We expect that other genes and pathologies responsible for monogenic stroke will be identified and defined in the near future. As all the genes related to monogenic stroke in our panels were systematically included based on clearly defined criteria, the panels can be quickly and easily updated.

Although GWASs are mainly designed to identify polygenic contributors to stroke, and rare causal variants are most likely not the same as GWAS lead SNPs associated with stroke, we considered that it might be of interest to evaluate the GWAS-related genes listed in our SGP3 within research studies.
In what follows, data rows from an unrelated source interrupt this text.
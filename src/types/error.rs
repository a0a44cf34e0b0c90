//! Engine error taxonomy

/// Errors from construction, protocol misuse, and the I/O edges of the crate.
///
/// Verification failures are reported separately as [`crate::types::VerifyFailure`].
#[derive(Debug, thiserror::Error)]
pub enum EngineError {
    /// Malformed profile table or engine parameters. Fatal at construction.
    #[error("configuration error: {0}")]
    Config(String),

    /// Barrier opened while open, or released while closed
    #[error("protocol error: {0}")]
    Protocol(String),

    /// Log or config file could not be read or written
    #[error("storage error: {0}")]
    Storage(#[from] std::io::Error),

    /// JSON encode/decode failure
    #[error("serialization error: {0}")]
    Serialize(#[from] serde_json::Error),

    /// Unparseable driver input
    #[error("invalid input: {0}")]
    Input(String),

    /// Truncated or malformed binary dump
    #[error("dump error: {0}")]
    Dump(String),
}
A weak association in GWAS studies may suggest a large stroke risk in single individuals, as illustrated by the situation in Parkinson disease where the genes SNCA and MAPT, both containing well-established variants for monogenic forms of Parkinsonism, also contained top hits in GWAS studies [22]. Mutations in COL4A2 are well established as causes of monogenic stroke, and a SNP in the same gene, COL4A2, was suggestively associated with stroke in a large GWAS meta-analysis [12].

Limitations

Though systematically compiled, our panels are based on a review of currently available data on genes and related pathologies. The panels are meant to be regularly updated using clinical and genetic data on stroke that the scientific community continuously provides. This means that new genes could be included in the near future, and that some of the genes and related pathologies may be eliminated or adjusted in the panels. We only included genes related to intermediary stroke risk factors (e.g., hypertension, atrial fibrillation) when our search detected such a gene in combination with mentioning of cerebrovascular disease. It is therefore possible that additional genes may also be of interest for evaluation of individuals with suspected monogenic stroke.
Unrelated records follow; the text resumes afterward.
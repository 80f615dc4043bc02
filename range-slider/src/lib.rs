//! Value alignment and handle coordination for draggable range sliders.
//!
//! The crate holds the state machine behind a slider widget and leaves
//! drawing to the host. A host reports pointer offsets along the track, and
//! the controllers turn them into legal values: clamped to the range and
//! snapped to the nearest mark or step point.
//!
//! # Usage
//!
//! ```
//! use range_slider::{Marks, SliderArgs, SliderController, SliderRange, TrackGeometry};
//!
//! let mut slider = SliderController::new(
//!     SliderArgs::default()
//!         .range(SliderRange::new(0.0, 10.0, 0.5).unwrap())
//!         .marks(Marks::new().with(2.25, "quarter"))
//!         .on_change(|value| println!("value: {value}")),
//! );
//! slider.set_track(TrackGeometry::horizontal(200.0));
//!
//! // The closest point is the mark at 2.25, rounded to the step's precision.
//! slider.on_pointer_down(45.0);
//! assert_eq!(slider.value(), 2.3);
//! slider.on_pointer_move(92.0);
//! slider.on_pointer_up();
//! assert_eq!(slider.value(), 4.5);
//! ```
//!
//! Multi-handle sliders work the same way through [`MultiSliderController`];
//! [`PointerDriver`] adapts raw mouse and touch events for either controller.
#![deny(missing_docs)]
#![cfg_attr(not(test), deny(clippy::unwrap_used))]

pub mod alignment;
pub mod callback;
pub mod geometry;
pub mod indicators;
pub mod interaction;
pub mod multi;
pub mod points;
pub mod range;
pub mod single;

#[cfg(test)]
mod test_support;

pub use callback::{CallbackWith, SliderCallbacks};
pub use geometry::{Orientation, PointerInput, PointerPosition, TrackGeometry};
pub use interaction::{GestureListeners, ListenerGuard, PointerDriver, SliderInteraction};
pub use multi::{Bounds, MultiSliderArgs, MultiSliderController, Pushable};
pub use range::{Marks, RangeError, SliderRange};
pub use single::{SliderArgs, SliderController};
Our method to identify stroke genes proved to cover a majority but not all the stroke gene the authors are aware of. This shows how difficult it still is today to gather the actual knowledge on known genetic causes to Mendelian stroke, and also shows that our tables probably are not complete. One stroke gene, CTSA, known to be associated with stroke [23] but not identified by our OMIM search was included in the SGP1.
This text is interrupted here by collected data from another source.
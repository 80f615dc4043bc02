//! Slider with a single handle.
//!
//! ## Usage
//!
//! Create a [`SliderController`] from [`SliderArgs`], tell it where the track
//! is with [`SliderController::set_track`], then forward pointer offsets.
//!
//! ```
//! use range_slider::{SliderArgs, SliderController, SliderRange, TrackGeometry};
//!
//! let range = SliderRange::new(0.0, 10.0, 1.0).unwrap();
//! let mut slider = SliderController::new(SliderArgs::default().range(range));
//! slider.set_track(TrackGeometry::horizontal(100.0));
//!
//! slider.on_pointer_down(46.0);
//! assert_eq!(slider.value(), 5.0);
//! slider.on_pointer_up();
//! ```
use derive_setters::Setters;
use tracing::{debug, trace};

use crate::{
    alignment::{clamp_align_value, is_value_out_of_range},
    callback::{CallbackWith, SliderCallbacks},
    geometry::TrackGeometry,
    interaction::SliderInteraction,
    range::{Marks, SliderRange},
};

/// Arguments for a single-handle slider.
#[derive(Clone, PartialEq, Debug, Default, Setters)]
pub struct SliderArgs {
    /// Interval and step.
    pub range: SliderRange,
    /// Labelled positions, also used as snap points.
    pub marks: Marks,
    /// Controlled value.
    ///
    /// When set, the controller reports changes but leaves committing them
    /// to the owner, who feeds the new value back through
    /// [`SliderController::on_config_change`].
    #[setters(strip_option)]
    pub value: Option<f64>,
    /// Initial value of an uncontrolled slider. Defaults to `min`.
    #[setters(strip_option)]
    pub default_value: Option<f64>,
    /// Ignores presses, so no gesture can start.
    pub disabled: bool,
    /// Event listeners.
    pub callbacks: SliderCallbacks<f64>,
}

impl SliderArgs {
    /// Sets the listener fired when a gesture starts.
    pub fn on_before_change<F>(mut self, on_before_change: F) -> Self
    where
        F: Fn(f64) + Send + Sync + 'static,
    {
        self.callbacks.on_before_change = CallbackWith::new(on_before_change);
        self
    }

    /// Sets the listener fired whenever the value changes.
    pub fn on_change<F>(mut self, on_change: F) -> Self
    where
        F: Fn(f64) + Send + Sync + 'static,
    {
        self.callbacks.on_change = CallbackWith::new(on_change);
        self
    }

    /// Sets the listener fired when a gesture ends.
    pub fn on_after_change<F>(mut self, on_after_change: F) -> Self
    where
        F: Fn(f64) + Send + Sync + 'static,
    {
        self.callbacks.on_after_change = CallbackWith::new(on_after_change);
        self
    }

    fn same_value_config(&self, other: &Self) -> bool {
        self.range == other.range && self.marks == other.marks && self.value == other.value
    }
}

/// State and gesture handling for a single-handle slider.
#[derive(Debug)]
pub struct SliderController {
    args: SliderArgs,
    value: f64,
    dragging: bool,
    track: TrackGeometry,
}

impl SliderController {
    /// Creates the controller. The initial value is the controlled value, else
    /// the default value, else `min`, clamped and aligned.
    pub fn new(args: SliderArgs) -> Self {
        let initial = args
            .value
            .or(args.default_value)
            .unwrap_or(args.range.min());
        let value = clamp_align_value(initial, &args.range, &args.marks);
        Self {
            args,
            value,
            dragging: false,
            track: TrackGeometry::default(),
        }
    }

    /// Current value.
    pub fn value(&self) -> f64 {
        self.value
    }

    /// Returns whether the handle is being dragged.
    pub fn is_dragging(&self) -> bool {
        self.dragging
    }

    /// Current arguments.
    pub fn args(&self) -> &SliderArgs {
        &self.args
    }

    /// Track geometry used to map offsets to values.
    pub fn track(&self) -> &TrackGeometry {
        &self.track
    }

    /// Updates the track geometry, usually after layout.
    pub fn set_track(&mut self, track: TrackGeometry) {
        self.track = track;
    }

    /// Starts a gesture at `offset` from the track start. Ignored while the
    /// slider is disabled.
    #[tracing::instrument(level = "trace", skip(self))]
    pub fn on_pointer_down(&mut self, offset: f64) {
        if self.args.disabled {
            return;
        }
        self.dragging = true;
        let prev_value = self.value;
        self.args.callbacks.on_before_change.call(prev_value);

        let value = self.value_at(offset);
        if value == prev_value {
            return;
        }
        self.change(value);
    }

    /// Continues the gesture. Ignored when no gesture is running.
    #[tracing::instrument(level = "trace", skip(self))]
    pub fn on_pointer_move(&mut self, offset: f64) {
        if !self.dragging {
            return;
        }
        let value = self.value_at(offset);
        if value == self.value {
            return;
        }
        self.change(value);
    }

    /// Ends the gesture and reports the final value. Calling it again without
    /// a new gesture does nothing.
    pub fn on_pointer_up(&mut self) {
        if !self.dragging {
            return;
        }
        self.dragging = false;
        trace!(value = self.value, "slider gesture ended");
        self.args.callbacks.on_after_change.call(self.value);
    }

    /// Applies new arguments.
    ///
    /// When range, marks and controlled value are unchanged only the
    /// listeners are replaced. Otherwise the value is realigned; if it moved
    /// and the requested value was outside the new range, `on_change` reports
    /// the corrected value.
    pub fn on_config_change(&mut self, next: SliderArgs) {
        if self.args.same_value_config(&next) {
            self.args = next;
            return;
        }

        let prev_value = self.value;
        let requested = next.value.unwrap_or(prev_value);
        let value = clamp_align_value(requested, &next.range, &next.marks);
        self.args = next;

        if value == prev_value {
            return;
        }

        debug!(prev_value, value, "slider value realigned after config change");
        self.value = value;

        if is_value_out_of_range(requested, &self.args.range) {
            self.args.callbacks.on_change.call(value);
        }
    }

    fn value_at(&self, offset: f64) -> f64 {
        let raw = self.track.value_from_offset(offset, &self.args.range);
        clamp_align_value(raw, &self.args.range, &self.args.marks)
    }

    fn change(&mut self, value: f64) {
        if self.args.value.is_none() {
            self.value = value;
        }
        self.args.callbacks.on_change.call(value);
    }
}

impl SliderInteraction for SliderController {
    type Value = f64;

    fn track(&self) -> &TrackGeometry {
        &self.track
    }

    fn on_pointer_down(&mut self, offset: f64) {
        SliderController::on_pointer_down(self, offset);
    }

    fn on_pointer_move(&mut self, offset: f64) {
        SliderController::on_pointer_move(self, offset);
    }

    fn on_pointer_up(&mut self) {
        SliderController::on_pointer_up(self);
    }

    fn is_dragging(&self) -> bool {
        self.dragging
    }

    fn is_disabled(&self) -> bool {
        self.args.disabled
    }

    fn current(&self) -> f64 {
        self.value
    }

    fn lower_bound(&self) -> f64 {
        self.args.range.min()
    }

    fn upper_bound(&self) -> f64 {
        self.value
    }
}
Even though it is not clear to date whether genes or loci associated with stroke risk in large GWAS will be found to harbor monogenic causes of Mendelian stroke, we included genes and loci identified in a very large meta-analysis of GWAS data [14] in SGP3 (Table 3). We suggest that this panel can be used for research purposes to evaluate stroke families for possible rare high-impact variants in those genes/loci, and hypothesize that these genes might sometimes contain rare genetic causes for Mendelian stroke.

The stroke gene panels have not yet been tested in a cohort of patients. We hope that upcoming studies by others and us, using the stroke gene panels, will determine the proportion of monogenic stroke in various proportions and establish the usefulness of the stroke gene panels.

Conclusions

We present a comprehensive, systematically compiled stroke gene panel for evaluation of patients with possible monogenic stroke. The clinical utility of the panels should be further prospectively evaluated. Accordingly, we plan to join on-going clinical efforts from different research groups and further test the stroke gene panels, by analyzing the WES data of patients with possible monogenic stroke from different stroke cohorts.

We also suggest the development of a publically available website-based stroke gene panel to be permanently updated, as the rate of discovery in the area is high. Such an effort would prospectively evaluate the evidence for or against pathogenicity of variants in the genes in the three panels. For example, identification of the same, rare variant in unrelated patients with clinically identical type of stroke, identified in different international research projects or in clinical diagnostic efforts, would greatly increase the likelihood that the variant truly is pathogenic.